A estratégia de ambiente e DLP que os administradores da Contoso aplicaram é composta por:

  1. Uma política DLP restritiva em todo o inquilino que se aplica a todos os ambientes no inquilino, exceto a alguns ambientes específicos que excluíram do âmbito da política. Os administradores pretendem manter os conectores disponíveis nesta política limitados ao Office 365 e a outros microsserviços padrão através do bloqueio de tudo o resto. Esta política também se aplica ao ambiente predefinido.

  2. Os administradores da Contoso criaram outro ambiente partilhado para os utilizadores criarem aplicações para casos de utilização de produtividade de utilizadores e equipas. Este ambiente tem uma política DLP a nível do inquilino associada que não é tão avessa ao risco como uma política predefinida e permite aos criadores utilizar conectores como os serviços do Azure, além dos serviços do Office 365. Como este ambiente é um ambiente não predefinido, os administradores podem controlar ativamente a lista de criadores de ambientes para ele. Esta é uma abordagem estratificada para o ambiente de produtividade de utilizadores e equipas, e para as definições de DLP associadas.

  3. Além disso, para as unidades de negócio criarem aplicações de linha de negócio, criaram ambientes de desenvolvimento, teste e produção para as suas subsidiárias fiscais e de auditoria em vários países/regiões. O acesso do criador do ambiente a estes ambientes é gerido cuidadosamente, e os conectores próprios e de terceiros cuidadosamente são disponibilizados através de políticas DLP a nível do inquilino, em consulta com os intervenientes da unidade de negócio.

  4. Da mesma forma, os ambientes desenvolvimento/teste/produção são criados para a utilização da TI Central para desenvolver e implementar as aplicações relevantes ou adequadas. Estes cenários de aplicações de negócios, normalmente têm um conjunto de conectores bem definido tem de ser disponibilizado para criadores, técnicos de testes e utilizadores nestes ambientes. O acesso a estes conectores é gerido através de uma política a nível do inquilino dedicada.

  5. A Contoso tem ainda um ambiente de finalidade especial dedicado às suas atividades do Centro de Excelência. Na Contoso, a política DLP para o ambiente de finalidade especial continua a ser de alta interação dada a natureza experimental do livro de equipas teóricas. Neste caso, os administradores de inquilinos delegaram a gestão do DLP para este ambiente diretamente para um administrador de ambiente fidedigno da equipa do CoE e excluíram-na de uma escola de todas as políticas a nível do inquilino. Este ambiente é gerido apenas pela política DLP a nível do ambiente, que é uma exceção e não a regra na Contoso.

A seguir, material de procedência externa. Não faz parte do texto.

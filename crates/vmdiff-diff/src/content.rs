//! Content inspection: binary/text classification, bounded reads and
//! whole-stream hashing of file entries.

use std::io::{self, Read};

use tracing::warn;
use vmdiff_types::FileEntry;

use crate::hasher::{ContentHasher, Digest};

/// Entities larger than this are never line-diffed.
pub const MAX_DIFF_SIZE: u64 = 2 * 1024 * 1024;

/// How many leading bytes the binary heuristic inspects.
pub const SNIFF_LEN: usize = 512;

/// Stand-in line for a binary side in a text comparison.
pub const BINARY_PLACEHOLDER: &str = "<Binary file>";

/// Returns `true` for bytes that never appear in text: C0 controls other
/// than BEL, BS, TAB, LF, FF, CR and ESC, plus DEL.
fn is_control_byte(b: u8) -> bool {
    matches!(b, 0..=6 | 11 | 14..=26 | 28..=31 | 0x7f)
}

/// Classify a content prefix.
///
/// Binary if the prefix is not UTF-8 (a multi-byte sequence cut off by the
/// prefix boundary is tolerated) or contains any control byte.
pub fn looks_binary(header: &[u8]) -> bool {
    let valid = match std::str::from_utf8(header) {
        Ok(_) => header,
        Err(e) if e.error_len().is_none() => &header[..e.valid_up_to()],
        Err(_) => return true,
    };
    valid.iter().copied().any(is_control_byte)
}

/// Read up to `limit` bytes, retrying short reads.
fn read_prefix(reader: &mut dyn Read, limit: usize) -> io::Result<Vec<u8>> {
    let mut buf = Vec::with_capacity(limit.min(64 * 1024));
    reader.take(limit as u64).read_to_end(&mut buf)?;
    Ok(buf)
}

/// Classify an entry as binary by sniffing its first [`SNIFF_LEN`] bytes.
///
/// Entries without a data stream are text. An unreadable stream is logged and
/// treated as binary.
pub fn is_binary<E: FileEntry + ?Sized>(entry: &E, key: &str) -> bool {
    let sniffed = entry
        .open()
        .and_then(|stream| stream.map(|mut s| read_prefix(&mut *s, SNIFF_LEN)).transpose());
    match sniffed {
        Ok(Some(header)) => looks_binary(&header),
        Ok(None) => false,
        Err(e) => {
            warn!(key, error = %e, "failed to read entry; treating as binary");
            true
        }
    }
}

/// Hash an entry's whole data stream.
///
/// Devices, pipes and sockets are never read. Returns `None` when there is no
/// stream to hash or it cannot be read.
pub fn hash_entry<E: FileEntry + ?Sized>(entry: &E, key: &str) -> Option<Digest> {
    if entry.is_device() || entry.is_pipe() || entry.is_socket() {
        return None;
    }
    let mut stream = match entry.open() {
        Ok(Some(stream)) => stream,
        Ok(None) => return None,
        Err(e) => {
            warn!(key, error = %e, "unable to open entry for hashing");
            return None;
        }
    };
    match ContentHasher::CONTENT.hash_reader(&mut *stream) {
        Ok(digest) => Some(digest),
        Err(e) => {
            warn!(key, error = %e, "unable to read entry for hashing");
            None
        }
    }
}

/// Split decoded text into lines, keeping empty lines and `\r`.
pub fn split_lines(text: &str) -> Vec<String> {
    if text.is_empty() {
        return Vec::new();
    }
    let trimmed = text.strip_suffix('\n').unwrap_or(text);
    trimmed.split('\n').map(str::to_string).collect()
}

/// The content of an entry as text lines for line diffing.
///
/// At most [`MAX_DIFF_SIZE`] bytes are read; invalid UTF-8 is replaced. A
/// binary entry becomes the single [`BINARY_PLACEHOLDER`] line.
pub fn content_lines<E: FileEntry + ?Sized>(entry: &E, key: &str, binary: bool) -> Vec<String> {
    if binary {
        return vec![BINARY_PLACEHOLDER.to_string()];
    }
    let data = entry.open().and_then(|stream| {
        stream
            .map(|mut s| read_prefix(&mut *s, MAX_DIFF_SIZE as usize))
            .transpose()
    });
    match data {
        Ok(Some(bytes)) => split_lines(&String::from_utf8_lossy(&bytes)),
        Ok(None) => Vec::new(),
        Err(e) => {
            warn!(key, error = %e, "failed to read entry contents");
            Vec::new()
        }
    }
}
use std::path::PathBuf;

use anyhow::Context;
use colored::{ColoredString, Colorize};
use tracing::info;
use vmdiff_cache::{ApiMaterializer, DiffCache, RunLayout};
use vmdiff_diff::{DiffOptions, EntityDiffer, FileSystemDiffer, ProcessDiffer};
use vmdiff_source::{DirectoryLister, MemorySnapshots};
use vmdiff_tree::DiffTree;
use vmdiff_types::{Diff, DiffStatus, Node, TreeIndex};

use crate::cli::*;
use crate::config::{ConfigError, DiskConfig, MemoryConfig, RunConfig};

pub fn run_command(cli: Cli) -> anyhow::Result<()> {
    let Cli {
        command,
        config,
        run_dir,
        format,
        ..
    } = cli;
    let config = RunConfig::load(&config)?;

    match command {
        Command::Run(args) => cmd_run(config, args).map(|_| ()),
        Command::Show(args) => cmd_show(&open_cache(run_dir, &config)?, &args.key, format),
        Command::Children(args) => {
            cmd_children(&open_cache(run_dir, &config)?, args.key.as_deref(), format)
        }
        Command::Tree(args) => cmd_tree(&open_cache(run_dir, &config)?, args.depth, format),
        Command::Status => cmd_status(&open_cache(run_dir, &config)?, format),
        Command::Materialize(args) => cmd_materialize(&open_cache(run_dir, &config)?, args.force),
    }
}

fn open_cache(run_dir: Option<PathBuf>, config: &RunConfig) -> anyhow::Result<DiffCache> {
    let layout = match run_dir {
        Some(dir) => RunLayout::at(dir),
        None => config.layout()?,
    };
    Ok(DiffCache::new(layout))
}

// ---------------------------------------------------------------
// run
// ---------------------------------------------------------------

fn cmd_run(mut config: RunConfig, args: RunArgs) -> anyhow::Result<DiffCache> {
    if args.no_cache {
        config.use_cache = false;
    }
    if let Some(dir) = args.results_dir {
        config.results_dir = dir;
    }
    config.validate()?;

    let cache = DiffCache::new(config.layout()?);
    let run_path = cache.layout().root().display().to_string();

    let cached = cache.is_ready() && (config.memory.is_none() || cache.has_process_store());
    if config.use_cache && cached {
        info!(run = %run_path, "results already cached");
        println!("{} Results cached at {}", "✓".green().bold(), run_path.bold());
        return Ok(cache);
    }
    info!(run = %run_path, "no cache found, diffing");

    let mut merged: Option<DiffTree> = None;
    if let Some(disk) = &config.disk {
        merged = Some(diff_disk(disk, &config.diff, &cache)?);
    }
    if let Some(memory) = &config.memory {
        let tree = diff_memory(&config, memory, &cache)?;
        merged = Some(match merged {
            Some(disk_tree) => disk_tree.merge(tree).context("failed to merge trees")?,
            None => tree,
        });
    }
    let index = merged.ok_or(ConfigError::NothingToDiff)?.into_index();

    cache.store_tree(&index).context("failed to store tree index")?;
    let summary = ApiMaterializer::new(&cache)
        .materialize(false)
        .context("failed to export API data")?;

    println!("{} Saved results to {}", "✓".green().bold(), run_path.bold());
    println!(
        "  Top-level nodes: {}, indexed keys: {}",
        index.forest.len().to_string().bold(),
        index.children.len().to_string().bold()
    );
    println!("  Exported diffs: {}", summary.diff_files);
    Ok(cache)
}

fn diff_disk(
    disk: &DiskConfig,
    options: &DiffOptions,
    cache: &DiffCache,
) -> anyhow::Result<DiffTree> {
    info!("diffing disk");
    let list = |root: &PathBuf| -> anyhow::Result<_> {
        DirectoryLister::new(root)
            .with_allow_dirs(&disk.allow_dirs)
            .with_ignore_dirs(&disk.ignore_dirs)?
            .list()
            .with_context(|| format!("failed to list snapshot {}", root.display()))
    };
    let before = list(&disk.before)?;
    let after = list(&disk.after)?;

    let mut differ = FileSystemDiffer::new(before, after, options.clone());
    let diffs = differ.diff_all();
    if diffs.is_empty() {
        info!("no disk differences found");
    }
    cache.store_filesystem(&diffs).context("failed to store disk diffs")?;

    let mut tree = DiffTree::new();
    tree.build(&mut differ);
    Ok(tree)
}

fn diff_memory(
    config: &RunConfig,
    memory: &MemoryConfig,
    cache: &DiffCache,
) -> anyhow::Result<DiffTree> {
    info!("diffing memory");
    let dir = config.plugin_dir(memory);
    let snapshots = MemorySnapshots::load(&dir, memory.plugins.as_slice())
        .with_context(|| format!("failed to load plugin output from {}", dir.display()))?;

    let mut differ = ProcessDiffer::new(
        snapshots.before,
        snapshots.after,
        memory.ignore_processes_regex.as_deref(),
    )?;
    let diffs = differ.diff_all();
    if diffs.is_empty() {
        info!("no memory differences found");
    }
    cache.store_processes(&diffs).context("failed to store memory diffs")?;

    let mut tree = DiffTree::new();
    tree.build(&mut differ);
    Ok(tree)
}

// ---------------------------------------------------------------
// queries
// ---------------------------------------------------------------

fn cmd_show(cache: &DiffCache, key: &str, format: OutputFormat) -> anyhow::Result<()> {
    let Some(diff) = cache.get_diff(key)? else {
        println!("No changes recorded for {}", key.yellow());
        return Ok(());
    };
    match format {
        OutputFormat::Json => println!("{}", serde_json::to_string_pretty(&diff)?),
        OutputFormat::Text => print_diff(&diff),
    }
    Ok(())
}

fn cmd_children(cache: &DiffCache, key: Option<&str>, format: OutputFormat) -> anyhow::Result<()> {
    let nodes = match key {
        Some(key) => cache.children(key)?,
        None => cache.forest()?,
    };
    match format {
        OutputFormat::Json => println!("{}", serde_json::to_string_pretty(&nodes)?),
        OutputFormat::Text if nodes.is_empty() => println!("No children."),
        OutputFormat::Text => {
            for node in &nodes {
                println!("{}", node_line(node));
            }
        }
    }
    Ok(())
}

fn cmd_tree(cache: &DiffCache, depth: usize, format: OutputFormat) -> anyhow::Result<()> {
    let index = cache.load_tree_index()?;
    match format {
        OutputFormat::Json => println!("{}", serde_json::to_string_pretty(&index)?),
        OutputFormat::Text => {
            for node in &index.forest {
                print_subtree(&index, node, 0, depth);
            }
        }
    }
    Ok(())
}

fn cmd_status(cache: &DiffCache, format: OutputFormat) -> anyhow::Result<()> {
    let layout = cache.layout();
    let ready = cache.is_ready();
    let processes = cache.has_process_store();
    let exported = layout.api_dir().is_dir();
    match format {
        OutputFormat::Json => {
            let status = serde_json::json!({
                "run": layout.root(),
                "ready": ready,
                "processes": processes,
                "exported": exported,
            });
            println!("{}", serde_json::to_string_pretty(&status)?);
        }
        OutputFormat::Text => {
            println!("Run: {}", layout.root().display().to_string().bold());
            println!("  Results: {}", flag(ready, "ready", "not ready"));
            println!("  Process diffs: {}", flag(processes, "stored", "none"));
            println!("  API export: {}", flag(exported, "present", "none"));
        }
    }
    Ok(())
}

fn cmd_materialize(cache: &DiffCache, force: bool) -> anyhow::Result<()> {
    if !cache.is_ready() {
        anyhow::bail!(
            "results at {} are not ready; run `vmdiff run` first",
            cache.layout().root().display()
        );
    }
    let summary = ApiMaterializer::new(cache).materialize(!force)?;
    if summary.reused {
        println!("API data already exported; pass --force to rewrite it.");
    } else {
        println!(
            "{} Exported {} children files and {} diffs to {}",
            "✓".green().bold(),
            summary.children_files,
            summary.diff_files,
            cache.layout().api_dir().display()
        );
    }
    Ok(())
}

// ---------------------------------------------------------------
// rendering
// ---------------------------------------------------------------

fn flag(on: bool, yes: &str, no: &str) -> ColoredString {
    if on {
        yes.green()
    } else {
        no.dimmed()
    }
}

fn status_label(status: DiffStatus) -> ColoredString {
    match status {
        DiffStatus::Added => "A".green().bold(),
        DiffStatus::Removed => "D".red().bold(),
        DiffStatus::Modified => "M".yellow().bold(),
        DiffStatus::Unchanged => " ".normal(),
    }
}

fn node_line(node: &Node) -> String {
    let title = if node.is_directory {
        format!("{}/", node.title).blue().bold()
    } else {
        node.title.normal()
    };
    let mut line = format!("{} {}", status_label(node.status), title);
    if node.lines_added + node.lines_removed > 0 {
        line.push_str(&format!(
            " {} {}",
            format!("+{}", node.lines_added).green(),
            format!("-{}", node.lines_removed).red()
        ));
    }
    if !node.is_leaf {
        line.push_str(&format!(" ({} changed)", node.num_children).dimmed().to_string());
    }
    line
}

fn print_subtree(index: &TreeIndex, node: &Node, level: usize, depth: usize) {
    println!("{}{}", "  ".repeat(level), node_line(node));
    if level >= depth {
        return;
    }
    for child in index.children_of(&node.key) {
        print_subtree(index, child, level + 1, depth);
    }
}

fn print_diff(diff: &Diff) {
    println!(
        "{} {} {}",
        diff.title.bold(),
        status_label(diff.status),
        format!("+{} -{}", diff.lines_added, diff.lines_removed).dimmed()
    );
    for line in &diff.body {
        let header = ["diff --git", "+++", "---"].iter().any(|p| line.starts_with(p));
        let styled = if header {
            line.bold()
        } else if line.starts_with("@@") {
            line.cyan()
        } else if line.starts_with('+') {
            line.green()
        } else if line.starts_with('-') {
            line.red()
        } else {
            line.normal()
        };
        println!("{styled}");
    }
}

Como esperado, os novos ambientes criados na Contoso farão o mapeamento para a política original de todos os ambientes.

Esta configuração de políticas DLP centradas no inquilino não impede os administradores de ambientes de apresentarem as suas próprias políticas DLP a nível do ambiente, se quiserem introduzir mais restrições ou classificar os conectores personalizados.

Como a Contoso configurou a sua política DLP.

Configurar políticas de dados

  1. Crie a sua política no centro de administração do Power Platform. Mais informações, Gerir políticas de dados

  2. Utilizar o SDK DLP para adicionar conectores personalizados a uma política DLP.

Comunique claramente as políticas DLP da sua organização aos criadores

Criar um site ou wiki do SharePoint que comunique claramente:

  • As políticas DLP a nível do inquilino chave e a nível do ambiente chave (por exemplo, ambiente predefinido, ambiente de avaliação) aplicadas na organização, incluindo as listas de conectores classificadas como empresariais, não empresariais e bloqueadas.
  • O ID de e-mail do grupo de administradores para os criadores contactarem para os cenários de exceção. Por exemplo, os administradores podem ajudar os criadores a voltarem a estar em conformidade ao editarem uma política dLP existente, moverem a solução para um ambiente diferente, criarem um novo ambiente e uma nova política DLP, e ao moverem o criador e o recurso para este novo ambiente.

Comunique também claramente a estratégia de ambiente da sua organização aos criadores.